Verkauft wurde die Aktion "Nebenkostensenkung" (dazu gehörten auch Regulierungen im Müll- und Wasserbusiness bis hin zum Schornsteinfegertarif) als sozialpolitische Maßnahme, als "Regiekostenkrieg" stilisierte man es zum Kampf "gegen Konzerne, die Extraprofite aus dem Land schleppen" und "Brüsseler Beamte, die ungarische Familien angreifen." (weil sie es wagen, neue Gesetze auf Konformitiät mit EU-Regeln zu prüfen).

Das vielfach (nicht nur in Ungarn) auf Ausnutzung einer oligopolen Machtstellung ausgerichtete Gebaren der Energiekonzerne und Wasserwerke, die - im Verhältnis zum Einkommen - sehr hohen Energie- und Nebenkosten, machten die Aktion beim Volk beliebt, das zum Dank für eine triumphale Wiederwahl der Orbán-Partei 2014 sorgte.

Dass die Sache gesamtwirtschaftlich und auch für den Einzelnen eine Milchmädchenrechnung ist, wenn man keine nachhaltige, professionelle Alternative anzubieten hat und bei der man "den Menschen erst den Kuchen klaute, um ihm dann die Krümel zuzuwerfen" (Ex-Premier Bajnai), steht auf einem anderen Blatt. Dort stehen auch zwei Dutzend neue Steuern oder Steuererhöhungen und eine nie dagewesene Umverteilung von Unten nach Oben.

Eigentliches Ziel des staatlichen Verdrängungskampfes war der reihenweise, oft
völlig überteuerte Aufkauf der Strom- und Gashandelstöchter der großen Energieunternehmen, von RWE über GDF/EDF bis zu E.ON durch den Staat. Das Business lohnte sich für die nicht mehr, Investitionen ließen sie aus, die Regierung hatte die Firmen sturmreif geschossen. Der Markt konnte neu aufgeteilt werden, das Geschäftsrisiko trug ab sofort der Steuerzahler. Aus der beschränkten wurde eine verschränkte Haftung.

 

Die Gründung des staatlichen "Ersten Nationalen Non-Profit-Energieversorgers" (ENKSZ) solle - so die Propaganda - die Errungenschaften dauerhaft sichern - den Job der Belieferung der Endkunden von den Privaten übernehmen und - streng beaufsichtigt - eine ehrliche und nicht auf Profite ausgerichtete Rechnung stellen. In diesem Sommer läuft die ENKSZ an, zunächst mit Erdgas, bald auch mit Strom und Fernwärme.

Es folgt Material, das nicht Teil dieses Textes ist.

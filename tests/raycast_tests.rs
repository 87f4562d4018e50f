//! Raycast tests - march semantics and the column fan

use std::f64::consts::{FRAC_PI_2, FRAC_PI_4, PI, SQRT_2};

use termitek::core::{column_angle, march, World};
use termitek::types::{MAX_DEPTH, RAY_STEP};

#[test]
fn test_tree_two_cells_ahead_is_hit_before_any_wall() {
    // Tree straight ahead of the player's facing ray, walls further out.
    let world = World::from_map(&[
        "#######",
        "#..T..#",
        "#.....#",
        "#.....#",
        "#.....#",
        "#.....#",
        "#######",
    ])
    .unwrap();

    let hit = march(&world, (1.0, 1.0), 0.0);
    assert!(hit.hit_tree);
    assert!((hit.depth - 2.0).abs() < 0.11);
    // Nearer than the wall behind it, and than the depth cap.
    assert!(hit.depth < 5.0);
    assert!(hit.depth < MAX_DEPTH);
}

#[test]
fn test_walls_never_stop_a_ray() {
    let world = World::from_map(&[".#####"]).unwrap();
    let hit = march(&world, (0.0, 0.0), 0.0);
    assert!(!hit.hit_tree);
    assert!(hit.depth >= MAX_DEPTH);
}

#[test]
fn test_march_is_bounded_in_every_direction() {
    let world = World::from_map(&["###", "#.#", "###"]).unwrap();
    for k in 0..16 {
        let angle = f64::from(k) * PI / 8.0;
        let hit = march(&world, (1.0, 1.0), angle);
        assert!(!hit.hit_tree);
        assert!(hit.depth >= MAX_DEPTH);
        assert!(hit.depth < MAX_DEPTH + 2.0 * RAY_STEP);
    }
}

#[test]
fn test_diagonal_ray_reaches_the_diagonal_tree() {
    let world = World::from_map(&["....", ".T..", "...."]).unwrap();
    let hit = march(&world, (0.0, 0.0), FRAC_PI_4);
    assert!(hit.hit_tree);
    // Diagonal distance to the cell is sqrt(2).
    assert!((hit.depth - SQRT_2).abs() < 0.15);
}

#[test]
fn test_ray_pointed_away_from_the_tree_misses_it() {
    let world = World::from_map(&["T....."]).unwrap();
    // Marching +x from cell 2 leaves the tree behind.
    let hit = march(&world, (2.0, 0.0), 0.0);
    assert!(!hit.hit_tree);
    assert!(hit.depth >= MAX_DEPTH);
}

#[test]
fn test_center_column_points_along_facing() {
    let facing = 0.37;
    assert_eq!(column_angle(facing, 40, 80), facing);
    assert_eq!(column_angle(facing, 3, 7), facing);
}

#[test]
fn test_column_angles_increase_left_to_right() {
    let facing = 0.0;
    let mut last = f64::NEG_INFINITY;
    for column in 0..40 {
        let angle = column_angle(facing, column, 40);
        assert!(angle > last);
        last = angle;
    }
    // The whole fan spans half a turn around the facing angle.
    assert!((column_angle(facing, 0, 40) + FRAC_PI_2).abs() < 1e-12);
}
//! Column raycaster for the first-person view.
//!
//! One ray per viewport column, fanned linearly around the player's facing
//! angle. The march advances in fixed increments of [`RAY_STEP`] and stops
//! early only on a tree block; every other cell, walls included, is
//! depth-transparent and the ray runs on to [`MAX_DEPTH`]. A capped ray
//! projects as a full-height wall band, so closed rooms still read as
//! walled in the view.

use std::f64::consts::PI;

use termitek_types::{MAX_DEPTH, RAY_STEP};

use crate::catalog;
use crate::world::World;

/// Result of marching a single ray.
#[derive(Debug, Clone, Copy, PartialEq)]
pub struct RayHit {
    /// Distance traveled when the march ended, in world units.
    pub depth: f64,
    /// True when the march ended on a tree rather than at the depth cap.
    pub hit_tree: bool,
}

/// Ray angle for one viewport column.
///
/// Columns fan linearly across a fixed field of view centered on `facing`,
/// one ray per column. The center column (integer `width / 2`) looks
/// exactly along `facing`. Expects `width > 0`.
pub fn column_angle(facing: f64, column: u16, width: u16) -> f64 {
    let offset = i32::from(column) - i32::from(width / 2);
    facing + f64::from(offset) * (PI / f64::from(width))
}

/// March one ray from `origin` along `angle`.
///
/// The position advances before each sample, so the origin cell itself is
/// never tested. Out-of-map samples simply keep marching.
pub fn march(world: &World, origin: (f64, f64), angle: f64) -> RayHit {
    let (sin, cos) = angle.sin_cos();
    let (mut ray_x, mut ray_y) = origin;
    let mut depth = 0.0;

    while depth < MAX_DEPTH {
        ray_x += cos * RAY_STEP;
        ray_y += sin * RAY_STEP;
        depth += RAY_STEP;

        match world.get_block(ray_x as i32, ray_y as i32) {
            Some(block) if block.symbol == catalog::TREE.symbol => {
                return RayHit {
                    depth,
                    hit_tree: true,
                };
            }
            _ => {}
        }
    }

    RayHit {
        depth,
        hit_tree: false,
    }
}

So weit, so märchenhaft. Noch konnte niemand erklären, warum sich an der schmerzhaft erlebten Erkenntnis, dass staatliche Großunternehmen über kurz oder lang das Volk meist genauso teuer zu stehen kommen wie die Profitgier der Multis, 25 Jahre nach der Wende etwas geändert haben sollte. Aber im "neuen Ungarn" war ja vieles möglich. Zweifel waren angesichts der kleptokratischen Auffälligkeiten jedoch angebracht.

Es kam, wie es kommen musste: Schon im April, drei Wochen nach der offiziellen Arbeitsaufnahme
warnte der ENKSZ-Kombinatsdirektor, dass das Erdgas vom Staat wohl nicht billiger werden wird als das der Multis. Denn man komme auch nicht günstiger an den Rohstoff, zumal (was der Staatsmanager natürlich nicht erwähnte) die gesetzlich untermauerten Geschäftspraktiken etwaiges Einsparpotential geschickt in private Taschen ableitet, Stichwort: MET - die Gelddruckmaschine eines Mafiastaates.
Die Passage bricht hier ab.